Like the 1920s and 1990s, the decade of the 1960s was a period of remarkable prosperity in the United States as measured by statistics such as GNP and the unemployment rate. In contrast, the 1950s included several periods of stagnation and mild recessions. During the 1960s the economy grew at a brisk pace, and employment and wages grew as well. America was able to fight the Cold War, the Vietnam War, the War on Poverty, and win the space race, simultaneously. The only noticeable negative effect was a mild uptick in price inflation toward the end of the decade.
According to academic economist Arthur Okun1 the economic expansion was the result of two primary factors. The first was scientific management of the economy by the “new economists” who were brought to Washington to help fine-tune the economy with fiscal and monetary policy — that is, Keynesian economics. The second was the new technology that was introduced in the economy — particularly computer technology, consumer electronics, and technological advances related to space exploration.

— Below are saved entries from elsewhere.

//! Stride Quest Pedometer Engine
//!
//! Turns a noisy device-motion stream into discrete steps and drives a small
//! game on top of them: a ladder of daily missions, long-horizon bonus
//! missions, a streak of qualifying days, and weekly totals that survive
//! reloads and calendar boundaries.
//!
//! # Pipeline
//!
//! - **Motion filter** ([`signal`]): low-pass gravity separation.
//! - **Step detector** ([`step_detection`]): weighted magnitude, fixed
//!   threshold, minimum step interval.
//! - **Progress ledger** ([`ledger`]): daily/weekly/streak counters and the
//!   mission cursor.
//! - **Calendar rollover** ([`calendar`]): day and week resets at session start.
//! - **Mission evaluation** ([`missions`], [`transitions`]): achievement events,
//!   single-flight deferred mission advance.
//! - **Persistence** ([`storage`]): abstract string key-value store.
//!
//! [`pipeline::PedometerSession`] owns all of it and exposes the user actions
//! (start, stop, reset) and page lifecycle hooks.
//!
//! # Example
//!
//! ```
//! use chrono::{FixedOffset, TimeZone};
//! use stride_quest::{MemoryStore, MotionReading, PedometerSession, StaticSensor};
//!
//! let now = FixedOffset::east_opt(9 * 3600)
//!     .and_then(|tz| tz.with_ymd_and_hms(2025, 5, 10, 9, 0, 0).single())
//!     .unwrap();
//! let mut session = PedometerSession::with_store(MemoryStore::new());
//! session.start(&mut StaticSensor::available(), now).unwrap();
//!
//! let updates = session.process_reading(&MotionReading::new(30.0, 0.0, 0.0), 0);
//! assert_eq!(updates.last().map(|u| u.ledger.daily_steps), Some(1));
//! ```

pub mod calendar;
pub mod error;
pub mod export;
pub mod ledger;
pub mod missions;
pub mod pipeline;
pub mod signal;
pub mod step_detection;
pub mod storage;
pub mod transitions;
pub mod types;


// Re-export commonly used types
pub use error::{SessionError, StoreError};
pub use export::{SessionUpdate, UpdateKind};
pub use missions::{BonusStatus, MissionCatalog, MissionEvaluator};
pub use pipeline::{MotionSensor, PedometerSession, PermissionState, SessionConfig, StaticSensor};
pub use storage::{JsonFileStore, KeyValueStore, MemoryStore};
pub use types::{
    AchievementEvent, BonusKind, BonusMission, CalendarMarkers, Ledger, Mission, MissionRef,
    MotionReading, MotionSample, StepEvent,
};
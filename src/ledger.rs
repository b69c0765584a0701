//! Progress ledger: the only place counters change.

use crate::calendar::RolloverOutcome;
use crate::types::Ledger;

/// Owner of the session's [`Ledger`].
///
/// Exposes increment and zero operations only, which keeps every counter a
/// non-negative integer without further validation.
#[derive(Debug, Clone, Default)]
pub struct ProgressLedger {
    ledger: Ledger,
}

impl ProgressLedger {
    pub fn new(ledger: Ledger) -> Self {
        Self { ledger }
    }

    pub fn ledger(&self) -> &Ledger {
        &self.ledger
    }

    /// Owned copy for renderers.
    pub fn snapshot(&self) -> Ledger {
        self.ledger
    }

    pub fn record_step(&mut self, at_ms: u64) {
        self.ledger.daily_steps = self.ledger.daily_steps.saturating_add(1);
        self.ledger.weekly_steps = self.ledger.weekly_steps.saturating_add(1);
        self.ledger.last_step_ms = Some(at_ms);
    }

    /// Forget the debounce anchor. The next step of the session is not debounced.
    pub fn clear_last_step(&mut self) {
        self.ledger.last_step_ms = None;
    }

    /// Move the mission cursor forward, clamped at `mission_count`.
    pub fn advance_mission(&mut self, mission_count: usize) {
        self.ledger.mission_index = (self.ledger.mission_index + 1).min(mission_count);
    }

    pub fn apply_rollover(&mut self, outcome: &RolloverOutcome) {
        self.ledger = outcome.ledger;
    }

    /// Zero every counter, including the streak and the mission cursor.
    pub fn reset_all(&mut self) {
        self.ledger = Ledger::default();
    }
}

#[cfg(test)]
mod tests {
    use super::*;
    use pretty_assertions::assert_eq;

    #[test]
    fn test_record_step_increments_day_and_week() {
        let mut ledger = ProgressLedger::default();
        ledger.record_step(100);
        ledger.record_step(700);

        assert_eq!(ledger.ledger().daily_steps, 2);
        assert_eq!(ledger.ledger().weekly_steps, 2);
        assert_eq!(ledger.ledger().last_step_ms, Some(700));
        assert_eq!(ledger.ledger().consecutive_days, 0);
    }

    #[test]
    fn test_clear_last_step_keeps_counters() {
        let mut ledger = ProgressLedger::default();
        ledger.record_step(100);
        ledger.clear_last_step();

        assert_eq!(ledger.ledger().last_step_ms, None);
        assert_eq!(ledger.ledger().daily_steps, 1);
    }

    #[test]
    fn test_advance_mission_clamps() {
        let mut ledger = ProgressLedger::default();
        for _ in 0..10 {
            ledger.advance_mission(5);
        }
        assert_eq!(ledger.ledger().mission_index, 5);
    }

    #[test]
    fn test_reset_all_zeroes_everything() {
        let mut ledger = ProgressLedger::new(Ledger {
            daily_steps: 10,
            weekly_steps: 200,
            consecutive_days: 3,
            mission_index: 2,
            last_step_ms: Some(5),
        });
        ledger.reset_all();
        assert_eq!(ledger.snapshot(), Ledger::default());
    }
}
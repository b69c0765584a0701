//! Gravity separation.
//!
//! A single-pole low-pass filter tracks the gravity component of the
//! acceleration-with-gravity stream; subtracting it leaves the linear
//! acceleration used for step detection.
//!
//! All updates are incremental (O(1) per sample, no history buffer).

use serde::{Deserialize, Serialize};

use crate::types::MotionSample;

/// Parameters for gravity filtering.
#[derive(Debug, Clone, Copy, PartialEq, Serialize, Deserialize)]
#[serde(default)]
pub struct FilterConfig {
    /// Weight of the previous gravity estimate, in (0, 1).
    /// Higher = slower gravity tracking, fewer false positives, slower
    /// adaptation to orientation changes.
    pub gravity_alpha: f32,
}

impl Default for FilterConfig {
    fn default() -> Self {
        Self { gravity_alpha: 0.9 }
    }
}

/// Low-pass gravity estimator producing linear acceleration.
///
/// The gravity estimate starts at zero and lives only for one counting
/// session; call [`MotionFilter::reset`] when a new session begins.
#[derive(Debug, Clone)]
pub struct MotionFilter {
    gravity: [f32; 3],
    config: FilterConfig,
    sample_count: u64,
}

impl MotionFilter {
    pub fn new(config: FilterConfig) -> Self {
        Self {
            gravity: [0.0; 3],
            config,
            sample_count: 0,
        }
    }

    /// Update the gravity estimate and return `sample - gravity'`.
    ///
    /// g' = α*g + (1-α)*a
    pub fn filter(&mut self, sample: &MotionSample) -> [f32; 3] {
        let alpha = self.config.gravity_alpha;
        let mut linear = [0.0; 3];
        for axis in 0..3 {
            self.gravity[axis] = alpha * self.gravity[axis] + (1.0 - alpha) * sample.accel[axis];
            linear[axis] = sample.accel[axis] - self.gravity[axis];
        }
        self.sample_count += 1;
        linear
    }

    /// Current gravity estimate.
    pub fn gravity(&self) -> [f32; 3] {
        self.gravity
    }

    pub fn sample_count(&self) -> u64 {
        self.sample_count
    }

    /// Forget the gravity estimate.
    pub fn reset(&mut self) {
        self.gravity = [0.0; 3];
        self.sample_count = 0;
    }
}

impl Default for MotionFilter {
    fn default() -> Self {
        Self::new(FilterConfig::default())
    }
}

#[cfg(test)]
mod tests {
    use super::*;

    #[test]
    fn test_filter_starts_at_zero_gravity() {
        let filter = MotionFilter::default();
        assert_eq!(filter.gravity(), [0.0, 0.0, 0.0]);
        assert_eq!(filter.sample_count(), 0);
    }

    #[test]
    fn test_first_sample_is_mostly_linear() {
        let mut filter = MotionFilter::default();
        let linear = filter.filter(&MotionSample::new([10.0, 0.0, 0.0]));

        // g' = 0.1 * 10 = 1.0, linear = 9.0
        assert!((filter.gravity()[0] - 1.0).abs() < 1e-5);
        assert!((linear[0] - 9.0).abs() < 1e-5);
        assert_eq!(linear[1], 0.0);
    }

    #[test]
    fn test_gravity_converges_on_steady_signal() {
        let mut filter = MotionFilter::default();
        let mut linear = [0.0; 3];
        for _ in 0..200 {
            linear = filter.filter(&MotionSample::new([0.0, 0.0, 9.81]));
        }

        assert!((filter.gravity()[2] - 9.81).abs() < 0.01);
        assert!(linear[2].abs() < 0.01);
    }

    #[test]
    fn test_reset_clears_gravity() {
        let mut filter = MotionFilter::default();
        for _ in 0..10 {
            filter.filter(&MotionSample::new([0.0, 0.0, 9.81]));
        }
        filter.reset();
        assert_eq!(filter.gravity(), [0.0, 0.0, 0.0]);
        assert_eq!(filter.sample_count(), 0);
    }

    #[test]
    fn test_lower_alpha_tracks_faster() {
        let mut slow = MotionFilter::default();
        let mut fast = MotionFilter::new(FilterConfig { gravity_alpha: 0.5 });
        for _ in 0..5 {
            slow.filter(&MotionSample::new([9.81, 0.0, 0.0]));
            fast.filter(&MotionSample::new([9.81, 0.0, 0.0]));
        }
        assert!(fast.gravity()[0] > slow.gravity()[0]);
    }
}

Okun was the chairman of President Nixon’s Council of Economic Advisors from 1968 to 1969. Right before the crash he described the economic expansion as “unparalleled, unprecedented, and uninterrupted.” Okun believed that the economy was on a new “dramatic departure” from the past. According to Okun:
The persistence of prosperity has been the outstanding fact of American economic history of the 1960s. The absence of recession for nearly nine years marks a discrete and dramatic departure from the traditional performance of the American economy.2
After declaring the business cycle dead, he went on to demonstrate that research on the business cycle was now a thing of the past and that a “new” approach to the economy had replaced it. In fact, he even took the precarious step of ridiculing those who stubbornly stuck to the old economics, where business cycles were viewed as an inevitable feature of the market economy. In fact, he charged this old school with viewing recessions in a positive light for correcting past excesses, just as Dr. Pangloss, a character in Voltaire’s play Candide, preaches optimism: everything, including negative things, is for the best, and we have the best of all possible worlds. Here I believe he is referring to Austrian economists, such as Ludwig von Mises and F. A. Hayek. Okun’s “latter-day Machiavellis” probably refers to political-business-cycle theorists who at this time were political scientists:
When recessions were a regular feature of the economic environment, they were often viewed as inevitable. Indeed, the Doctor Panglosses saw them as contributors to the health of our best of all possible economies, correcting for the excesses of the boom, purging the poisons out of our productive and financial systems, and restoring vigor for new advances. And the latter-day Machiavellis saw potentially great political significance in the timing of turning points. They spun out fantasies, suggesting or suspecting — depending upon whether their party was in or out of office — that the business cycle would be controlled so that the inevitable recession would come between elections and would be replaced by a vigorous economic recovery during the campaign period.3
Okun confidently declared that the death of the business cycle was “proof par excellence” that economic controversies can be solved. How was the business cycle killed? Okun found that the slayer was not new theories or policy tools, but simply a more confident and scientifically rigorous implementation of existing tools, which resulted in efficient scientific management of the economy — that is, Keynesian economics:
More vigorous and more consistent application of the tools of economic policy contributed to the obsolescence of the business cycle pattern and the refutation of the stagnation myths. The reformed strategy of economic policy did not rest on any new theory.4
For Okun, the New Deal had employed fiscal stimulus, which would later be espoused by Keynesian theory.5 He believed the old canard that WWII got us out of the Great Depression. As far as he was concerned those two episodes provided evidence of the success of countercyclical fiscal policy. He also viewed the old “fiscal religion” of limiting the size of government and keeping its budget in balance as nothing more than myth and superstition. Overthrowing those fallacies of the past and embracing scientific management of the economy had allowed economists to fully apprehend and subdue the business cycle: “The activist strategy was the key that unlocked the door to sustained expansion in the 1960s.”6 All remaining errors could be dealt with by fine-tuning of the activist strategy.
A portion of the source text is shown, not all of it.